First and foremost, I think I’ve been impressed for quite a while by the impact of Moore’s Law. For everybody who may think PR can’t be impactful I suggest you read up on Gordon Moore’s visionary and how Intel has thrillingly developed. He made a prediction in the 1965 in Electronics Magazine (which, in 2005 was worth $10,000 according *see CNET’s: Intel offers $10,000 for Moore’s Law magazine*). The law precisely describes a driving force of technological and social change throughout decades. The trend is not expected to stop until 2015 or later.
The following are in no particular order…
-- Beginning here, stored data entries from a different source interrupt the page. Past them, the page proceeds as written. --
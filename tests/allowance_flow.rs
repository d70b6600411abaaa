// Confidential and public allowances end to end
mod common;

use common::Harness;
use confidential_swap::crypto::poseidon;
use confidential_swap::wallet::public_credit;
use confidential_swap::*;

async fn approve_carol(h: &mut Harness, amount: Amount) {
    let balance = h.service.read_balance(h.alice.address, h.eur).await.unwrap();
    let nonce = h.service.get_allowance(h.alice.address, h.carol.address, h.eur).await.unwrap().nonce;
    let proof = h
        .alice
        .wallet
        .prove_confidential_approve(&mut h.rng, &h.carol.pk(), &h.auditor.public_key, &balance, amount, nonce, h.eur)
        .unwrap();
    h.service
        .approve_confidential(h.alice.address, h.carol.address, h.eur, proof)
        .await
        .unwrap();
}

async fn carol_spend_proof(h: &mut Harness, amount: Amount) -> Result<CircuitProof<zkp::ConfidentialTransferFromInputs>> {
    let allowance = h.service.get_allowance(h.alice.address, h.carol.address, h.eur).await?;
    h.carol
        .wallet
        .prove_transfer_from(&mut h.rng, &allowance, &h.bob.pk(), &h.auditor.public_key, amount, h.eur)
}

#[tokio::test]
async fn test_spend_leaves_exact_remainder() {
    let mut h = Harness::funded().await;
    approve_carol(&mut h, 500).await;

    let allowance = h.service.get_allowance(h.alice.address, h.carol.address, h.eur).await.unwrap();
    assert!(!allowance.is_public);
    assert_eq!(h.carol.wallet.decrypt(&allowance.encrypted_amount).unwrap(), 500);
    assert_eq!(h.carol.wallet.decrypt_pct(&allowance.amount_pct).unwrap(), 500);

    let proof = carol_spend_proof(&mut h, 200).await.unwrap();
    assert_eq!(
        poseidon::decrypt_amount(&h.auditor.secret_key, &proof.inputs.auditor_pct).unwrap(),
        200
    );
    h.service
        .spend_confidential(h.carol.address, h.alice.address, h.bob.address, h.eur, proof)
        .await
        .unwrap();

    let allowance = h.service.get_allowance(h.alice.address, h.carol.address, h.eur).await.unwrap();
    assert_eq!(h.carol.wallet.decrypt(&allowance.encrypted_amount).unwrap(), 300);
    assert_eq!(h.balance_of(&h.bob, h.eur).await, 200);

    // 400 > 300: the witness cannot satisfy the circuit
    assert!(matches!(
        carol_spend_proof(&mut h, 400).await,
        Err(SwapError::InvalidInput(_))
    ));
}

#[tokio::test]
async fn test_replayed_approval_is_rejected() {
    let mut h = Harness::funded().await;
    let balance = h.service.read_balance(h.alice.address, h.eur).await.unwrap();
    let proof = h
        .alice
        .wallet
        .prove_confidential_approve(&mut h.rng, &h.carol.pk(), &h.auditor.public_key, &balance, 500, 0, h.eur)
        .unwrap();

    h.service
        .approve_confidential(h.alice.address, h.carol.address, h.eur, proof.clone())
        .await
        .unwrap();
    let replay = h
        .service
        .approve_confidential(h.alice.address, h.carol.address, h.eur, proof)
        .await;
    assert!(matches!(replay, Err(SwapError::InvalidProof)));
}

#[tokio::test]
async fn test_stale_spend_proof_is_rejected() {
    let mut h = Harness::funded().await;
    approve_carol(&mut h, 500).await;
    let first = carol_spend_proof(&mut h, 100).await.unwrap();
    let second = carol_spend_proof(&mut h, 100).await.unwrap();

    h.service
        .spend_confidential(h.carol.address, h.alice.address, h.bob.address, h.eur, first)
        .await
        .unwrap();
    let stale = h
        .service
        .spend_confidential(h.carol.address, h.alice.address, h.bob.address, h.eur, second)
        .await;
    assert!(matches!(stale, Err(SwapError::InvalidProof)));
    assert_eq!(h.balance_of(&h.bob, h.eur).await, 100);
}

#[tokio::test]
async fn test_approval_survives_credit_but_not_debit() {
    let mut h = Harness::funded().await;
    let (alice, alice_pk, eur) = (h.alice.address, h.alice.pk(), h.eur);

    let balance = h.service.read_balance(alice, eur).await.unwrap();
    let proof = h
        .alice
        .wallet
        .prove_confidential_approve(&mut h.rng, &h.carol.pk(), &h.auditor.public_key, &balance, 100, 0, eur)
        .unwrap();
    h.fund(alice, alice_pk, eur, 50).await;
    h.service
        .approve_confidential(alice, h.carol.address, eur, proof)
        .await
        .unwrap();

    let balance = h.service.read_balance(alice, eur).await.unwrap();
    let proof = h
        .alice
        .wallet
        .prove_confidential_approve(&mut h.rng, &h.carol.pk(), &h.auditor.public_key, &balance, 100, 1, eur)
        .unwrap();
    let credit = public_credit(&mut h.rng, &h.bob.pk(), 10);
    h.service
        .spend_public(h.swap, alice, h.bob.address, eur, 10, credit)
        .await
        .unwrap();
    let result = h.service.approve_confidential(alice, h.carol.address, eur, proof).await;
    assert!(matches!(result, Err(SwapError::InvalidProof)));
}

#[tokio::test]
async fn test_cancel_clears_allowance() {
    let mut h = Harness::funded().await;
    approve_carol(&mut h, 500).await;

    let stale = carol_spend_proof(&mut h, 100).await.unwrap();
    let allowance = h.service.get_allowance(h.alice.address, h.carol.address, h.eur).await.unwrap();
    let proof = h.alice.wallet.prove_cancel_allowance(&allowance, h.carol.address).unwrap();
    h.service
        .cancel_allowance(h.alice.address, h.carol.address, h.eur, proof)
        .await
        .unwrap();

    let allowance = h.service.get_allowance(h.alice.address, h.carol.address, h.eur).await.unwrap();
    assert!(!allowance.exists());
    assert_eq!(allowance.nonce, 2);

    let result = h
        .service
        .spend_confidential(h.carol.address, h.alice.address, h.bob.address, h.eur, stale)
        .await;
    assert!(matches!(result, Err(SwapError::AllowanceNotFound)));
}

#[tokio::test]
async fn test_public_spend_moves_disclosed_amount() {
    let mut h = Harness::funded().await;
    let credit = public_credit(&mut h.rng, &h.carol.pk(), 200);
    h.service
        .spend_public(h.swap, h.alice.address, h.carol.address, h.eur, 200, credit)
        .await
        .unwrap();

    assert_eq!(h.balance_of(&h.alice, h.eur).await, 800);
    assert_eq!(h.balance_of(&h.carol, h.eur).await, 200);

    let credit = public_credit(&mut h.rng, &h.carol.pk(), 400);
    let result = h
        .service
        .spend_public(h.swap, h.alice.address, h.carol.address, h.eur, 400, credit)
        .await;
    assert!(matches!(
        result,
        Err(SwapError::InsufficientPublicAllowance { requested: 400, available: 300 })
    ));
}

#[tokio::test]
async fn test_modes_do_not_mix() {
    let mut h = Harness::funded().await;
    approve_carol(&mut h, 500).await;

    let credit = public_credit(&mut h.rng, &h.bob.pk(), 10);
    let result = h
        .service
        .spend_public(h.carol.address, h.alice.address, h.bob.address, h.eur, 10, credit)
        .await;
    assert!(matches!(result, Err(SwapError::AllowanceModeMismatch)));

    // Public allowances are for spenders without a key
    let balance = h.service.read_balance(h.alice.address, h.eur).await.unwrap();
    let proof = h.alice.wallet.prove_public_approve(&balance, 10, 1, h.eur).unwrap();
    let result = h
        .service
        .approve_public(h.alice.address, h.carol.address, h.eur, 10, proof)
        .await;
    assert!(matches!(result, Err(SwapError::SpenderIsRegistered(_))));
}

#[tokio::test]
async fn test_untracked_asset_is_refused() {
    let mut h = Harness::funded().await;
    let gbp = Address::from_label("gbp");
    let balance = h.service.read_balance(h.alice.address, h.eur).await.unwrap();
    let proof = h
        .alice
        .wallet
        .prove_confidential_approve(&mut h.rng, &h.carol.pk(), &h.auditor.public_key, &balance, 10, 0, gbp)
        .unwrap();
    let result = h
        .service
        .approve_confidential(h.alice.address, h.carol.address, gbp, proof)
        .await;
    assert!(matches!(result, Err(SwapError::UnknownAsset(_))));
}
Nicholas Negroponte’s book, Being Digital forecasted the interactive world, the entertainment world and the information world would all band together into one. After reading, Being Digital, it’s evident that Negroponte is a digital optimist but even so the unification of the three different worlds seems likely. He discusses that humanity will head towards a fture where everything will be digitalized – which I whole heartedly believe. From newspapers to various types of entertainment it’s all digital. Considering the book was written in 1995 I’m impressed by the prediction that wires and cables would cease to exist and the touch-screen will be the mouse of the future.
I ran the June Monthly Staff meeting at my company and tradition holds that whoever runs the staff meeting gives a 10 minutes presentation before business updates are made. Well, I talked about 2012 and the end of the world phenomenon (it was more uplifting than it sounds here on my blog). I discussed a little bit about overpopulation which was inspired not by Aristotle or the Mayans but by Harry Harrison’s book Make Room! Make Room! Where he discusses the consequences of unchecked population growth on society may be solved by cannibalism. It sounds crazy, but it’s a great read and an amusing theory to say the least.
1996 – Alan Greenspan warned of irrational exuberance in the stock Market on December 5, 1996. Nobody listened to him, the stock market boomed and then took a major downturn in 2000 and 2001.
Also, a couple predictions that turned out to be incredibly incorrect../
John Langdon-Davies: 1938, “Democracy will be dead by 1950.”
Business Week: August 2, 1968 – “With over fifteen types of foreign cars already on sale here, the Japanese auto industry isn’t likely to carve out a big share of the market for itself.
Anyways, it seems that we’re always looking at what’s going to happen in the future. It’s going to be super interesting to see what happens next in terms of where we’re going and where the world says we’re going.